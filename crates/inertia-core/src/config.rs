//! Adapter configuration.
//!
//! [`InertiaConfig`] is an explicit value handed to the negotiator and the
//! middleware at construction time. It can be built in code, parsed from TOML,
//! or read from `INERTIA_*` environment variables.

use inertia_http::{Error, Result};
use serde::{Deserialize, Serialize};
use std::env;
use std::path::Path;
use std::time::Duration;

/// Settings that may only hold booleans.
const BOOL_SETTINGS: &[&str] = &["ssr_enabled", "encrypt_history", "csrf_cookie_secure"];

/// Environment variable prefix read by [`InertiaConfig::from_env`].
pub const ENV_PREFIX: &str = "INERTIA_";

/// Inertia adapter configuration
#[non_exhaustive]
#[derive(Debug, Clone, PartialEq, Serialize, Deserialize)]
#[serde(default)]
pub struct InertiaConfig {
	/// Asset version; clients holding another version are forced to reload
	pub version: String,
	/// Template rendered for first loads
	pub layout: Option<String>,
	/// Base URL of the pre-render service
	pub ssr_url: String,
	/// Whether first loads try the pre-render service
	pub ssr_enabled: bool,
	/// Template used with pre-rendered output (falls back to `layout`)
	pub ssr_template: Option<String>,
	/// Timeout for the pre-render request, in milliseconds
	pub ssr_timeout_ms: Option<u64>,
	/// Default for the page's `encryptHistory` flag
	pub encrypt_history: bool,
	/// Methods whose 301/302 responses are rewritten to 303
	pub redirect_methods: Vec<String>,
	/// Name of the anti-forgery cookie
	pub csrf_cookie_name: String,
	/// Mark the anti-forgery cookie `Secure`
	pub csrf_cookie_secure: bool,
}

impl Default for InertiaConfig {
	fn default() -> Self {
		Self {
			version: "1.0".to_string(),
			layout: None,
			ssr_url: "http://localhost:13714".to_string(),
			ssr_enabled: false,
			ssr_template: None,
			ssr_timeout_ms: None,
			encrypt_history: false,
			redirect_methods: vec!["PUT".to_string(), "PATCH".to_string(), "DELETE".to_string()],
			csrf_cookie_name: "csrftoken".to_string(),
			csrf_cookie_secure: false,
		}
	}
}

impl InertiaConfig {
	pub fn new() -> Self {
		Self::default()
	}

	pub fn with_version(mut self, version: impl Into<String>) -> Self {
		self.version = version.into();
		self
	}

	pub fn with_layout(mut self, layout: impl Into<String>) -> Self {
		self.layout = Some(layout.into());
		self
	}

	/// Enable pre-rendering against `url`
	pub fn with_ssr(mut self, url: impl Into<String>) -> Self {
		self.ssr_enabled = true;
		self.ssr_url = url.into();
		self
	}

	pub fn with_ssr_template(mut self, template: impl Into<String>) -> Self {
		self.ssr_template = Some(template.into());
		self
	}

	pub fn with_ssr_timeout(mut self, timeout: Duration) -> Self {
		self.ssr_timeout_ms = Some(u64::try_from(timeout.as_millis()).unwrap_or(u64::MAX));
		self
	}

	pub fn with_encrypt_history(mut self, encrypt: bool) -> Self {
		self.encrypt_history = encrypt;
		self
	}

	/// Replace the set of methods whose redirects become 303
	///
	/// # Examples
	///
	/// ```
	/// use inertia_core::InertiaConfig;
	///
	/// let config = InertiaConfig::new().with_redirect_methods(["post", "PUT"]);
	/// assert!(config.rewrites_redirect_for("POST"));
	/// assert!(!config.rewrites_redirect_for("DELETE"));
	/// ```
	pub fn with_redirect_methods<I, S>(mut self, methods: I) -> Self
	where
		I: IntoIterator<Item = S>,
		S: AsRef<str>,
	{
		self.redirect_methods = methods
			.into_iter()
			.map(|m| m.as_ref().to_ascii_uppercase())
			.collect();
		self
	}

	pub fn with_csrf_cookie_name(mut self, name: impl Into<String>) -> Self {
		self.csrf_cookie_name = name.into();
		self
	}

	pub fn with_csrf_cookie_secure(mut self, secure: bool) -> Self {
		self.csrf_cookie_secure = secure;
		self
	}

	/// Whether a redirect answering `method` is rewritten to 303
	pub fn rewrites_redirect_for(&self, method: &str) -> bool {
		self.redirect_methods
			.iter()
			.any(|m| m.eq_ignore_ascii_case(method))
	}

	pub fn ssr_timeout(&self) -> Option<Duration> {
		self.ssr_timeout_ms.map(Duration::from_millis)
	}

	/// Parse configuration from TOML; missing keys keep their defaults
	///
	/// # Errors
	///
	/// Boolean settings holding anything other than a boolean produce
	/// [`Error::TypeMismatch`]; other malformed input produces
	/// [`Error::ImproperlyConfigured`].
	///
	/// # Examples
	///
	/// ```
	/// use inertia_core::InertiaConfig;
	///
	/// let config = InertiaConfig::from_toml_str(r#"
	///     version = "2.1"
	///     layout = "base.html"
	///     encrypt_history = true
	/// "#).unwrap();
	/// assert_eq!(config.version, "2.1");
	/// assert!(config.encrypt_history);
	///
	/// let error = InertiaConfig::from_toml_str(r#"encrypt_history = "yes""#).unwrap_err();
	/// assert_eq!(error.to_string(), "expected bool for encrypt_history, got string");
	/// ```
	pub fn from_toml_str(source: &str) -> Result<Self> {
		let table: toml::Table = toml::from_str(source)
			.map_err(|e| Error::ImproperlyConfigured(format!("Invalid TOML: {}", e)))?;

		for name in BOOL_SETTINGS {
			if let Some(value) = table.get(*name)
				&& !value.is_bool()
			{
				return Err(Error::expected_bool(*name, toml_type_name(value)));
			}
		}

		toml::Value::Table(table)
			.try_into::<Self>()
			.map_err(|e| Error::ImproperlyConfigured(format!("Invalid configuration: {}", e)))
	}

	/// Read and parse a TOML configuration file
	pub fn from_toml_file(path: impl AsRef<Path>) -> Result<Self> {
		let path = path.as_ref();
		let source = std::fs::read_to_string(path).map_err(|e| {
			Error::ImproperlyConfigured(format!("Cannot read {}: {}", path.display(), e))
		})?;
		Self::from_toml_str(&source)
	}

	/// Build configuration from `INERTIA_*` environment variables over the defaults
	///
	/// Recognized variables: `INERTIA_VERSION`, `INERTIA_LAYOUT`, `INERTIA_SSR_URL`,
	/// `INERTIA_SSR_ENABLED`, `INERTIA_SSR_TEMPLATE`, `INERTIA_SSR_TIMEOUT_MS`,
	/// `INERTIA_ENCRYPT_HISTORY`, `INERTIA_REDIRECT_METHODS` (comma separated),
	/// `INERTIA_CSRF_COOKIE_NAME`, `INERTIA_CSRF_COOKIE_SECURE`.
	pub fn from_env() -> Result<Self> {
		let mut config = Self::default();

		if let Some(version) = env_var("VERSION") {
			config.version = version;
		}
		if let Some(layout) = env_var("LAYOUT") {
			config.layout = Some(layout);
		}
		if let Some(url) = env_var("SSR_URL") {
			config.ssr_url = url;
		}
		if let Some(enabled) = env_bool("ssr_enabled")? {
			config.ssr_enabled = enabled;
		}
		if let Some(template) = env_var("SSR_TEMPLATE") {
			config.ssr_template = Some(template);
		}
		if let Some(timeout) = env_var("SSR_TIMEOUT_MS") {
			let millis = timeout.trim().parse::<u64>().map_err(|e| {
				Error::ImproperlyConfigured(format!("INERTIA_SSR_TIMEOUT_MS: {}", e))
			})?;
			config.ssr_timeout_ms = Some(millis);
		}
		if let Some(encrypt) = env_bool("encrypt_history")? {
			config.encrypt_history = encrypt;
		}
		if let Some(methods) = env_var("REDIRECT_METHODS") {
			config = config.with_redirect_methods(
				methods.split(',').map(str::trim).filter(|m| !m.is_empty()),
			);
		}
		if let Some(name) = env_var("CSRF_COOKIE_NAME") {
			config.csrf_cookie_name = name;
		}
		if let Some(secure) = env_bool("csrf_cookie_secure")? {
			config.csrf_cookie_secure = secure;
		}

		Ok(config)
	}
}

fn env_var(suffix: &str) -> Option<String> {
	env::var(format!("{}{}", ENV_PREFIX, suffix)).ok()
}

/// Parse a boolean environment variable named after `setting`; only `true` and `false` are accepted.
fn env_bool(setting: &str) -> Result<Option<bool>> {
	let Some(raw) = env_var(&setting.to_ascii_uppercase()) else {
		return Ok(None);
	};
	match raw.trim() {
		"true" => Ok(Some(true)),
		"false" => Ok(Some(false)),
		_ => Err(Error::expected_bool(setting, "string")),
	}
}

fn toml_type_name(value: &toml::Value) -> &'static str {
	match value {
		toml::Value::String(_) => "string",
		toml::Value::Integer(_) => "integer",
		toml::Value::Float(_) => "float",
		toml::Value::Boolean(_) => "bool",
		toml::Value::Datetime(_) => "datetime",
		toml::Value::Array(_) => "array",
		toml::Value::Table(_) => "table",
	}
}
_ _ _ _
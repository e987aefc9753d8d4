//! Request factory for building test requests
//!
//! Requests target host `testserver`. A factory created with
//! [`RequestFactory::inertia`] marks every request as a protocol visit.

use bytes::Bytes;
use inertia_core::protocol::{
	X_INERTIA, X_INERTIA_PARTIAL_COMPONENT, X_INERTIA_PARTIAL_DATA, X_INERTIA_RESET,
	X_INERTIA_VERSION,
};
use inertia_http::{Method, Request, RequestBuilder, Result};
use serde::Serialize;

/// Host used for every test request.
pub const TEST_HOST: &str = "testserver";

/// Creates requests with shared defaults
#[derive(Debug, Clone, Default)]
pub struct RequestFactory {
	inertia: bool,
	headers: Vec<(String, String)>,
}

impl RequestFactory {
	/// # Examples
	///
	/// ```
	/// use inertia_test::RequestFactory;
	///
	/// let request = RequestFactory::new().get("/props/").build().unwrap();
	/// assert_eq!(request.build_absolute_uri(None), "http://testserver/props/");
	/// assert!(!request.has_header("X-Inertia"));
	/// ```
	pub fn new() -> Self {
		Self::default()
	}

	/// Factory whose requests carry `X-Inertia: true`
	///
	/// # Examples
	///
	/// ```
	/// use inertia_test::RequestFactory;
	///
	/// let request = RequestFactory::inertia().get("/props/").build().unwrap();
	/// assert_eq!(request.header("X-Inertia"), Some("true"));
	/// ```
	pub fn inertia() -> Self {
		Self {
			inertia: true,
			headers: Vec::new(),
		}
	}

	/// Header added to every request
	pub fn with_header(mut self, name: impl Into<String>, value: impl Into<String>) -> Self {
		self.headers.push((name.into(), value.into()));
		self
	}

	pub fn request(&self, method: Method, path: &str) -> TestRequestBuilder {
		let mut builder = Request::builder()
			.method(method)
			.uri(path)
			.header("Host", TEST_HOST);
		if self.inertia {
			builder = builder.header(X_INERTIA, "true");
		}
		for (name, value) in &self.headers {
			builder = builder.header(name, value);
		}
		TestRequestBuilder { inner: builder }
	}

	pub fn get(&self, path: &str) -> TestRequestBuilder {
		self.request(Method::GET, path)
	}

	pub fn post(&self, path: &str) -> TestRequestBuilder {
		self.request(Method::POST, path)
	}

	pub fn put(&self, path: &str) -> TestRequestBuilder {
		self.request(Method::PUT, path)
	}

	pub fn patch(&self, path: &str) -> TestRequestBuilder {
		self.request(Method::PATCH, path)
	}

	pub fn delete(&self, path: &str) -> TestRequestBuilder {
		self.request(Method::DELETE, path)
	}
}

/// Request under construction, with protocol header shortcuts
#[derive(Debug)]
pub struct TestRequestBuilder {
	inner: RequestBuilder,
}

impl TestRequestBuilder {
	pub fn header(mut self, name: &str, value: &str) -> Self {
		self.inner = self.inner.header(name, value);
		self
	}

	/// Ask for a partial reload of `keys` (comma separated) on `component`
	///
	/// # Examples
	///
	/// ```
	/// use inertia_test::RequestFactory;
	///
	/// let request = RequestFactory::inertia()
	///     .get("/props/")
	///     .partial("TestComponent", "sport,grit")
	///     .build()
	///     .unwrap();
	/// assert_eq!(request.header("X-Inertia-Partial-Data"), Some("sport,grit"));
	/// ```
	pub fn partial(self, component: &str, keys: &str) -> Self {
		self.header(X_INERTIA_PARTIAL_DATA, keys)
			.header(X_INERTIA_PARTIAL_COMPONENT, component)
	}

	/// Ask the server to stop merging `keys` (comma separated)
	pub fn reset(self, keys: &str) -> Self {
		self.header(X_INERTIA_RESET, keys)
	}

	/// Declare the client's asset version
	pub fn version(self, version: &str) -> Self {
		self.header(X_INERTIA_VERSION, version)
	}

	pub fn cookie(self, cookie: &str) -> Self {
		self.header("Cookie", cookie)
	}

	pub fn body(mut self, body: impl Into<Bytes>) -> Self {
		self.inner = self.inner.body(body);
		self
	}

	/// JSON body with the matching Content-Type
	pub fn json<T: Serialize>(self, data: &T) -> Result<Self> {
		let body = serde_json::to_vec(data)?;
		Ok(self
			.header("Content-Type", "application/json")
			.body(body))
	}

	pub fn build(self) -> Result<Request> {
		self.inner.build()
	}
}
_ _ _ _
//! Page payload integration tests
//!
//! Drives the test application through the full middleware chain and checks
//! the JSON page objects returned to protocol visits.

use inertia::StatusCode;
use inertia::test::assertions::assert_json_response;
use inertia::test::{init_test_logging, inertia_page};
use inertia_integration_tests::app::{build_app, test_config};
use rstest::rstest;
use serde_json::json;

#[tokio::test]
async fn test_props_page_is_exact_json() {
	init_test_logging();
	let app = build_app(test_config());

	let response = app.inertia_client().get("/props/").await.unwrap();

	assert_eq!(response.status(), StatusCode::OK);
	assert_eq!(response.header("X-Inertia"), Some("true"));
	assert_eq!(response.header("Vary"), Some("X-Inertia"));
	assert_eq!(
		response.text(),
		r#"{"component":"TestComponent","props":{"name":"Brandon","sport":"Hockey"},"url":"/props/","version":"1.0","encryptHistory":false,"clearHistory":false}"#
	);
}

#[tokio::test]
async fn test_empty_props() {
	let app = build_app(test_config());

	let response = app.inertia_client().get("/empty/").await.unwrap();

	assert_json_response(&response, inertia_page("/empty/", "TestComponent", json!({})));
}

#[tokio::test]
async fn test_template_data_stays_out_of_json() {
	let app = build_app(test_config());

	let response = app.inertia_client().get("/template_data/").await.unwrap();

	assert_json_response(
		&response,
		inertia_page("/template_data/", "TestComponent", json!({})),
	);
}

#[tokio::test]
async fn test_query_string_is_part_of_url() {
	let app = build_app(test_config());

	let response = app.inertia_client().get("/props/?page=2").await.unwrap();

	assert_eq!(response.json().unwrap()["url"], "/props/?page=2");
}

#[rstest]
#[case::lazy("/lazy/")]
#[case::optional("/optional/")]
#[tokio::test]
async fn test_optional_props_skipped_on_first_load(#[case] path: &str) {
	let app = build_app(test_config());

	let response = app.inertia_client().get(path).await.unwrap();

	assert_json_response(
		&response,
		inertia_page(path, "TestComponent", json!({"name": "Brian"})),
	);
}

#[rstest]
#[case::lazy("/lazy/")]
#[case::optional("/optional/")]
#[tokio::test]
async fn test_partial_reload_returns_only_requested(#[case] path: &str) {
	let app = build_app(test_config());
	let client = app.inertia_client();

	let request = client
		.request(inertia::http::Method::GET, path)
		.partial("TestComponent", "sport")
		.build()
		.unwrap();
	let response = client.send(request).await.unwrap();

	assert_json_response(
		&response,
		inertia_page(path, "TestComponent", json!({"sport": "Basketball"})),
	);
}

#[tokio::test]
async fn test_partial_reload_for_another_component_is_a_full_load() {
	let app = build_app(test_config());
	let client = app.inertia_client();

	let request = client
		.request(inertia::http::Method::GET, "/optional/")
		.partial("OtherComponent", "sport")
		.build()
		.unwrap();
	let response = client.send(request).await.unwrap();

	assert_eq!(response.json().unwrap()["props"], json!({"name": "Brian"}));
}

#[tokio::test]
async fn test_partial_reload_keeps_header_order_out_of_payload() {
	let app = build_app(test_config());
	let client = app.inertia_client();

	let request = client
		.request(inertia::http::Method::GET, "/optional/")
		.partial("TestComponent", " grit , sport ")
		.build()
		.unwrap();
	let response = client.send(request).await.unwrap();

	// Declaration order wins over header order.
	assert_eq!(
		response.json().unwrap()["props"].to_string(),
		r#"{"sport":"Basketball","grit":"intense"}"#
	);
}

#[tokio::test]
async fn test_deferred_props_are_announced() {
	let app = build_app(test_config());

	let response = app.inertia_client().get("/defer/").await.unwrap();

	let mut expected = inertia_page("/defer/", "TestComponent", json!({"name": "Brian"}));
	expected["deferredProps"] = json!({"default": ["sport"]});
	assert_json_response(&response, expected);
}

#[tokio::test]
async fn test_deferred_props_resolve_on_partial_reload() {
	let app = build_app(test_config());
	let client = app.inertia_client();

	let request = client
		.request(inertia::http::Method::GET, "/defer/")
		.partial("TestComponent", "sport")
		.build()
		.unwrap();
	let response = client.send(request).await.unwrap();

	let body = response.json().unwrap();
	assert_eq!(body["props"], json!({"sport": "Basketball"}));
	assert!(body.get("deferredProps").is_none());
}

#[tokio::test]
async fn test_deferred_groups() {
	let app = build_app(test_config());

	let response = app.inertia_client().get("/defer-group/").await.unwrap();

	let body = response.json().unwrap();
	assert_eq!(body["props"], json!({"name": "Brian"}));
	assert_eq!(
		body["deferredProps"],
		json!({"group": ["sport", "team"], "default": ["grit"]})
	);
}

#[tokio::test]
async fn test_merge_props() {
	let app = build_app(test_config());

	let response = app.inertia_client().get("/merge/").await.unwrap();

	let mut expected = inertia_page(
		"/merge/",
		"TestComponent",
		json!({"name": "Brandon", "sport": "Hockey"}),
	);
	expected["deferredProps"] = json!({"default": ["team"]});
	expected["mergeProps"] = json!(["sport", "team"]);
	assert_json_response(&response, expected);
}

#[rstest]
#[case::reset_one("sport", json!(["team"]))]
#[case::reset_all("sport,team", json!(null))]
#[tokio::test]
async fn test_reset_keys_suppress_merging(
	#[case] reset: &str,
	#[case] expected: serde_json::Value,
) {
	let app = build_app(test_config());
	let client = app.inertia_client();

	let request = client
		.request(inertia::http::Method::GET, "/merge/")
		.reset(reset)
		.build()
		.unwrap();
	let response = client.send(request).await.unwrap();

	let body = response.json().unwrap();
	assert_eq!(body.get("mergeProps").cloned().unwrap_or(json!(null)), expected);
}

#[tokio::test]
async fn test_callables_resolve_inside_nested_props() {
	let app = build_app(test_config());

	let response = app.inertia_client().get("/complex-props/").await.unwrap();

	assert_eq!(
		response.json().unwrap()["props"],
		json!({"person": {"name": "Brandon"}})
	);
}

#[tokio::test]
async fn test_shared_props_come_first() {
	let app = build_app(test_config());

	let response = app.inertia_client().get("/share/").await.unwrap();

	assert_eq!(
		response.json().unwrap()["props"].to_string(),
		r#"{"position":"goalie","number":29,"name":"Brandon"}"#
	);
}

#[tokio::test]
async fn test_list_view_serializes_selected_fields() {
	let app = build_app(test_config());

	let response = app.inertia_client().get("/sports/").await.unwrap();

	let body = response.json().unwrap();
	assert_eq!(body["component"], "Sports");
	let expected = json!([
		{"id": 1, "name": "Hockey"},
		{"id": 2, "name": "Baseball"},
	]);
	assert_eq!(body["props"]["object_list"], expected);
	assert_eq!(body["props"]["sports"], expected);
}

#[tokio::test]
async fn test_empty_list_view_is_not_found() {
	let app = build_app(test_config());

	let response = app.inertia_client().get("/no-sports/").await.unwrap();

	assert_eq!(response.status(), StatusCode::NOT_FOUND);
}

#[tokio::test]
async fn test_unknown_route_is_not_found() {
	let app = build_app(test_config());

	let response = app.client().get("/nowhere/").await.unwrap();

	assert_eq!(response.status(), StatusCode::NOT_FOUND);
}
_ _ _ _
## Task
One number only, please: the count of lines in the material holding the word "mergeProps".

## Output for this task
2